» WHAT YOU HAVE TO DO: Search the listing for the string "parent". Copy every line that has it.

» DATA EXTRACT:
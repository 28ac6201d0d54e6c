//! Configuration management infrastructure.
//!
//! Hierarchical configuration using figment: programmatic defaults -> project
//! YAML -> environment variables. See `loader` for the merge order.

pub mod loader;

pub use loader::{ConfigError, ConfigLoader};

use serde::{Deserialize, Serialize};

#[derive(Debug, Clone, Serialize, Deserialize, PartialEq)]
#[serde(default)]
pub struct StoreConfig {
    pub path: String,
    pub max_connections: u32,
}

impl Default for StoreConfig {
    fn default() -> Self {
        Self { path: ".redgreen/state.db".to_string(), max_connections: 5 }
    }
}

#[derive(Debug, Clone, Serialize, Deserialize, PartialEq)]
#[serde(default)]
pub struct WorkerPoolConfig {
    pub max_workers: u32,
    pub invocation_budget: u64,
    pub claim_timeout_secs: u64,
}

impl Default for WorkerPoolConfig {
    fn default() -> Self {
        Self { max_workers: 4, invocation_budget: 500, claim_timeout_secs: 300 }
    }
}

#[derive(Debug, Clone, Serialize, Deserialize, PartialEq)]
#[serde(default)]
pub struct CircuitBreakerConfig {
    pub stage_failure_threshold: u32,
    pub stage_success_threshold: u32,
    pub worker_failure_threshold: u32,
    pub worker_success_threshold: u32,
    pub system_failure_threshold: u32,
    pub system_success_threshold: u32,
    pub base_open_duration_secs: u64,
    pub max_open_duration_secs: u64,
    pub flap_window_secs: u64,
    pub flap_threshold: u32,
}

impl Default for CircuitBreakerConfig {
    fn default() -> Self {
        Self {
            stage_failure_threshold: 5,
            stage_success_threshold: 2,
            worker_failure_threshold: 3,
            worker_success_threshold: 2,
            system_failure_threshold: 10,
            system_success_threshold: 3,
            base_open_duration_secs: 30,
            max_open_duration_secs: 600,
            flap_window_secs: 300,
            flap_threshold: 4,
        }
    }
}

#[derive(Debug, Clone, Serialize, Deserialize, PartialEq)]
#[serde(default)]
pub struct HeartbeatConfig {
    pub interval_secs: u64,
    pub timeout_secs: u64,
}

impl Default for HeartbeatConfig {
    fn default() -> Self {
        Self { interval_secs: 15, timeout_secs: 90 }
    }
}

#[derive(Debug, Clone, Serialize, Deserialize, PartialEq)]
#[serde(default)]
pub struct LmStageRunnerConfig {
    pub executable: String,
    pub red_green_max_turns: u32,
    pub verify_max_turns: u32,
    pub default_timeout_secs: u64,
}

impl Default for LmStageRunnerConfig {
    fn default() -> Self {
        Self {
            executable: "claude".to_string(),
            red_green_max_turns: 25,
            verify_max_turns: 10,
            default_timeout_secs: 600,
        }
    }
}

#[derive(Debug, Clone, Serialize, Deserialize, PartialEq)]
#[serde(default)]
pub struct VerifierToolConfig {
    pub venv_dir: String,
}

impl Default for VerifierToolConfig {
    fn default() -> Self {
        Self { venv_dir: ".venv".to_string() }
    }
}

#[derive(Debug, Clone, Serialize, Deserialize, PartialEq)]
#[serde(default)]
pub struct DecompositionConfig {
    pub enforce_integration_boundaries: bool,
    pub integration_keywords: Vec<String>,
}

impl Default for DecompositionConfig {
    fn default() -> Self {
        Self {
            enforce_integration_boundaries: true,
            integration_keywords: vec![
                "/api/".to_string(),
                "/routes/".to_string(),
                "database".to_string(),
                "db_".to_string(),
                "_db".to_string(),
                "repository".to_string(),
                "handler".to_string(),
                "endpoint".to_string(),
            ],
        }
    }
}

#[derive(Debug, Clone, Serialize, Deserialize, PartialEq)]
#[serde(default)]
pub struct LoggingConfig {
    pub level: String,
    pub format: String,
    pub retention_days: u32,
}

impl Default for LoggingConfig {
    fn default() -> Self {
        Self { level: "info".to_string(), format: "pretty".to_string(), retention_days: 14 }
    }
}

#[derive(Debug, Clone, Serialize, Deserialize, PartialEq, Default)]
#[serde(default)]
pub struct Config {
    pub store: StoreConfig,
    pub worker_pool: WorkerPoolConfig,
    pub circuit_breakers: CircuitBreakerConfig,
    pub heartbeat: HeartbeatConfig,
    pub lm_stage_runner: LmStageRunnerConfig,
    pub verifier_tools: VerifierToolConfig,
    pub decomposition: DecompositionConfig,
    pub logging: LoggingConfig,
}
impl TddPipeline {
    pub fn new(
        store: Arc<dyn TaskStore>,
        lm_runner: Arc<LmStageRunner>,
        tools: Arc<dyn VerifierTools>,
        breakers: Arc<CircuitBreakerService>,
        tool_resolver: ToolResolver,
    ) -> Self {
        Self { store, lm_runner, tools, breakers, tool_resolver }
    }

    #[tracing::instrument(skip(self, task), fields(task_key = %task.key))]
    pub async fn run(&self, mut task: Task, cwd: &str) -> DomainResult<PipelineOutcome> {
        let result = if task.task_type == TaskType::VerifyOnly {
            self.run_verify_only(&mut task, cwd).await
        } else {
            self.run_implement(&mut task, cwd).await
        };

        match result {
            Ok(outcome) => Ok(outcome),
            Err(DomainError::StaticReviewBlocked) => {
                Ok(PipelineOutcome { release: ReleaseOutcome::BlockedStaticReview, reason: Some("static review circuit open".to_string()) })
            }
            Err(err) if is_fatal_to_task(&err) => {
                Ok(PipelineOutcome { release: ReleaseOutcome::Blocked, reason: Some(err.to_string()) })
            }
            Err(err) => Err(err),
        }
    }

    async fn run_implement(&self, task: &mut Task, cwd: &str) -> DomainResult<PipelineOutcome> {
        self.run_red(task, cwd).await?;
        self.run_green_loop(task, cwd).await?;
        let verify_outcome = self.run_verify_cycle(task, cwd, Stage::Verify).await?;
        if !verify_outcome {
            return Ok(PipelineOutcome { release: ReleaseOutcome::Blocked, reason: Some("verify did not pass after fix".to_string()) });
        }
        self.run_refactor_gate(task, cwd).await?;
        self.post_verify_checks(task, cwd).await;
        Ok(PipelineOutcome { release: ReleaseOutcome::Complete, reason: None })
    }

    async fn run_verify_only(&self, task: &mut Task, cwd: &str) -> DomainResult<PipelineOutcome> {
        let verify_outcome = self.run_verify_cycle(task, cwd, Stage::Verify).await?;
        if !verify_outcome {
            return Ok(PipelineOutcome { release: ReleaseOutcome::Blocked, reason: Some("verify-only task failed verification".to_string()) });
        }
        self.post_verify_checks(task, cwd).await;
        Ok(PipelineOutcome { release: ReleaseOutcome::Complete, reason: None })
    }

    async fn run_red(&self, task: &mut Task, cwd: &str) -> DomainResult<()> {
        self.require_breaker(CircuitLevel::Stage, "red").await?;
        let siblings = self.sibling_context(task, cwd).await;
        let prompt = build_prompt(Stage::Red, task, &siblings, None);
        self.lm_runner
            .run(Stage::Red, prompt, model_for_complexity(task.complexity).to_string(), cwd.to_string(), None)
            .await?;

        if !Path::new(cwd).join(&task.test_file).exists() {
            if let Some(discovered) = self.discover_test_file(task, cwd).await {
                self.store.update_task_fields(task.id, Some(&discovered)).await?;
                task.test_file = discovered;
            }
        }

        let verifier = StageVerifier::new(self.tools.as_ref());
        let outcome = verifier.verify(Stage::Red, task, cwd).await?;
        self.record_attempt(task, Stage::Red, outcome.success, outcome.detail.clone(), outcome.exit_codes.clone()).await?;
        if outcome.pre_implemented {
            self.breakers.report_success(CircuitLevel::Stage, "red").await?;
            return Ok(());
        }
        if !outcome.success {
            self.breakers.report_failure(CircuitLevel::Stage, "red", "red stage did not produce a failing test").await?;
            return self.run_static_review_then_red_fix(task, cwd).await;
        }
        self.breakers.report_success(CircuitLevel::Stage, "red").await?;
        self.run_static_review(task, cwd).await
    }

    /// Static review gate between RED and GREEN (spec §4.4): lint + AST
    /// quality checks on `test_file`. On violation, consult the
    /// static-review breaker; if open, the task is blocked for review.
    async fn run_static_review(&self, task: &mut Task, cwd: &str) -> DomainResult<()> {
        let lint = self.tools.run_linter(&task.test_file, cwd).await?;
        let ast_violations = self.tools.check_ast(&task.test_file).await?;
        let blocking = ast_violations.iter().any(|v| v.is_blocking());

        if lint.passed() && !blocking {
            self.breakers.report_success(CircuitLevel::Stage, "static-review").await?;
            return Ok(());
        }

        let allows = self.breakers.allows(CircuitLevel::Stage, "static-review").await?;
        if !allows {
            return Err(DomainError::StaticReviewBlocked);
        }
        self.breakers.report_failure(CircuitLevel::Stage, "static-review", "lint/ast violation on test_file").await?;
        self.run_static_review_then_red_fix(task, cwd).await
    }

    async fn run_static_review_then_red_fix(&self, task: &mut Task, cwd: &str) -> DomainResult<()> {
        self.require_breaker(CircuitLevel::Stage, "red").await?;
        let siblings = self.sibling_context(task, cwd).await;
        let prompt = build_prompt(Stage::RedFix, task, &siblings, None);
        self.lm_runner
            .run(Stage::RedFix, prompt, model_for_complexity(task.complexity).to_string(), cwd.to_string(), None)
            .await?;

        let verifier = StageVerifier::new(self.tools.as_ref());
        let outcome = verifier.verify(Stage::RedFix, task, cwd).await?;
        self.record_attempt(task, Stage::RedFix, outcome.success, outcome.detail.clone(), outcome.exit_codes.clone()).await?;
        if !outcome.success {
            self.breakers.report_failure(CircuitLevel::Stage, "red", "red_fix did not recover").await?;
            return Err(DomainError::FileMissing(task.test_file.clone()));
        }
        self.breakers.report_success(CircuitLevel::Stage, "red").await?;
        self.run_static_review(task, cwd).await
    }

    async fn run_green_loop(&self, task: &mut Task, cwd: &str) -> DomainResult<()> {
        let mut last_failure: Option<String> = None;
        for attempt in 1..=MAX_GREEN_ATTEMPTS {
            self.require_breaker(CircuitLevel::Stage, "green").await?;
            let complexity = (0..attempt - 1).fold(task.complexity, |c, _| c.escalate());
            let siblings = self.sibling_context(task, cwd).await;
            let prompt = build_prompt(Stage::Green, task, &siblings, last_failure.as_deref());

            self.lm_runner
                .run(Stage::Green, prompt, model_for_complexity(complexity).to_string(), cwd.to_string(), None)
                .await?;

            let verifier = StageVerifier::new(self.tools.as_ref());
            let outcome = verifier.verify(Stage::Green, task, cwd).await?;
            self.record_attempt(task, Stage::Green, outcome.success, outcome.detail.clone(), outcome.exit_codes.clone()).await?;
            if outcome.success {
                self.breakers.report_success(CircuitLevel::Stage, "green").await?;
                return Ok(());
            }
            self.breakers.report_failure(CircuitLevel::Stage, "green", "green attempt failed").await?;
            last_failure = outcome.detail;
        }
        Err(DomainError::GreenRetriesExhausted(MAX_GREEN_ATTEMPTS))
    }

    /// Runs one VERIFY attempt; on failure runs FIX -> RE_VERIFY once.
    /// Returns whether the task is now passing.
    async fn run_verify_cycle(&self, task: &mut Task, cwd: &str, first_stage: Stage) -> DomainResult<bool> {
        self.require_breaker(CircuitLevel::Stage, "verify").await?;
        let verifier = StageVerifier::new(self.tools.as_ref());
        let outcome = verifier.verify(first_stage, task, cwd).await?;
        self.record_attempt(task, first_stage, outcome.success, outcome.detail.clone(), outcome.exit_codes.clone()).await?;
        if outcome.success {
            self.breakers.report_success(CircuitLevel::Stage, "verify").await?;
            return Ok(true);
        }
        self.breakers.report_failure(CircuitLevel::Stage, "verify", "verify failed").await?;

        self.require_breaker(CircuitLevel::Stage, "fix").await?;
        let siblings = self.sibling_context(task, cwd).await;
        let prompt = build_prompt(Stage::Fix, task, &siblings, outcome.detail.as_deref());
        self.lm_runner
            .run(Stage::Fix, prompt, model_for_complexity(task.complexity.escalate()).to_string(), cwd.to_string(), None)
            .await?;

        let re_verify = verifier.verify(Stage::ReVerify, task, cwd).await?;
        self.record_attempt(task, Stage::ReVerify, re_verify.success, re_verify.detail.clone(), re_verify.exit_codes.clone()).await?;
        if re_verify.success {
            self.breakers.report_success(CircuitLevel::Stage, "verify").await?;
            Ok(true)
        } else {
            self.breakers.report_failure(CircuitLevel::Stage, "verify", "re_verify failed after fix").await?;
            Ok(false)
        }
    }

    async fn run_refactor_gate(&self, task: &mut Task, cwd: &str) -> DomainResult<()> {
        let path = Path::new(cwd).join(&task.impl_file);
        let contents = match tokio::fs::read_to_string(&path).await {
            Ok(c) => c,
            Err(_) => return Ok(()),
        };
        let reasons = check_needs_refactor(&task.impl_file, &contents);
        if reasons.is_empty() {
            return Ok(());
        }
        tracing::info!(task_key = %task.key, reasons = ?reasons, "refactor gate triggered");

        self.require_breaker(CircuitLevel::Stage, "refactor").await?;
        let siblings = self.sibling_context(task, cwd).await;
        let refactor_prompt = build_prompt(Stage::Refactor, task, &siblings, Some(&reasons.join("; ")));
        self.lm_runner
            .run(Stage::Refactor, refactor_prompt, model_for_complexity(Complexity::High).to_string(), cwd.to_string(), None)
            .await?;

        let passed = self.run_verify_cycle(task, cwd, Stage::ReVerify).await?;
        if !passed {
            return Err(DomainError::PostRefactorFixFailed);
        }
        self.breakers.report_success(CircuitLevel::Stage, "refactor").await?;
        Ok(())
    }

    /// Log-only terminal checks: `verify_command` and done-criteria
    /// heuristics never block task completion (spec §4.5).
    async fn post_verify_checks(&self, task: &Task, cwd: &str) {
        if let Some(command) = &task.verify_command {
            match run_verify_command(command, cwd, &self.tool_resolver).await {
                Ok(result) if result.exit_code == 0 => {
                    tracing::info!(task_key = %task.key, "post_verify verify_command passed");
                }
                Ok(result) => {
                    tracing::warn!(task_key = %task.key, exit_code = result.exit_code, "post_verify verify_command failed");
                }
                Err(err) => {
                    tracing::warn!(task_key = %task.key, error = %err, "post_verify verify_command could not run");
                }
            }
        }
    }

    async fn record_attempt(
        &self,
        task: &Task,
        stage: Stage,
        success: bool,
        error_message: Option<String>,
        exit_codes: ToolExitCodes,
    ) -> DomainResult<()> {
        let attempt_number = self.store.next_attempt_number(task.id, stage).await?;
        let mut attempt = Attempt::start(task.id, stage, attempt_number).with_exit_codes(exit_codes);
        attempt.success = success;
        attempt.error_message = error_message;
        attempt.completed_at = Some(chrono::Utc::now());
        self.store.record_stage_attempt(attempt).await?;
        Ok(())
    }

    async fn require_breaker(&self, level: CircuitLevel, identifier: &str) -> DomainResult<()> {
        if self.breakers.allows(level, identifier).await? {
            Ok(())
        } else {
            Err(DomainError::CircuitOpen { level: level.as_str().to_string(), identifier: identifier.to_string() })
        }
    }

    async fn sibling_context(&self, task: &Task, cwd: &str) -> SiblingContext {
        let Ok(all) = self.store.all_tasks().await else {
            return SiblingContext::default();
        };
        let mut files = Vec::new();
        let mut contents_store = Vec::new();
        for sibling in all.iter().filter(|t| {
            t.impl_file == task.impl_file && t.key != task.key && t.status == crate::domain::models::TaskStatus::Complete
        }) {
            if let Ok(contents) = tokio::fs::read_to_string(Path::new(cwd).join(&sibling.test_file)).await {
                contents_store.push((sibling.test_file.clone(), contents));
            }
        }
        for (path, contents) in &contents_store {
            files.push(SiblingTestFile { path, contents });
        }
        extract_sibling_context(&files)
    }

    /// Post-RED file discovery (spec §4.6): search parent-first under
    /// `impl_file`'s parent directory, then conventional test roots, for a
    /// file the LM may have created at a path other than `task.test_file`.
    async fn discover_test_file(&self, task: &Task, cwd: &str) -> Option<String> {
        let stem = Path::new(&task.impl_file).file_stem()?.to_str()?.to_string();
        let candidates = [format!("test_{stem}.py"), format!("{stem}_test.py")];

        let mut search_dirs = Vec::new();
        if let Some(parent) = Path::new(&task.impl_file).parent() {
            search_dirs.push(parent.to_path_buf());
        }
        for root in TEST_ROOTS {
            search_dirs.push(Path::new(root).to_path_buf());
        }

        for dir in search_dirs {
            for candidate in &candidates {
                let full = Path::new(cwd).join(&dir).join(candidate);
                if full.exists() {
                    return Some(dir.join(candidate).to_string_lossy().replace('\\', "/"));
                }
            }
        }
        None
    }
}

» REPLY TO THE EXERCISE:
    /// Post-RED file discovery (spec §4.6): search parent-first under
    /// `impl_file`'s parent directory, then conventional test roots, for a
        if let Some(parent) = Path::new(&task.impl_file).parent() {
            search_dirs.push(parent.to_path_buf());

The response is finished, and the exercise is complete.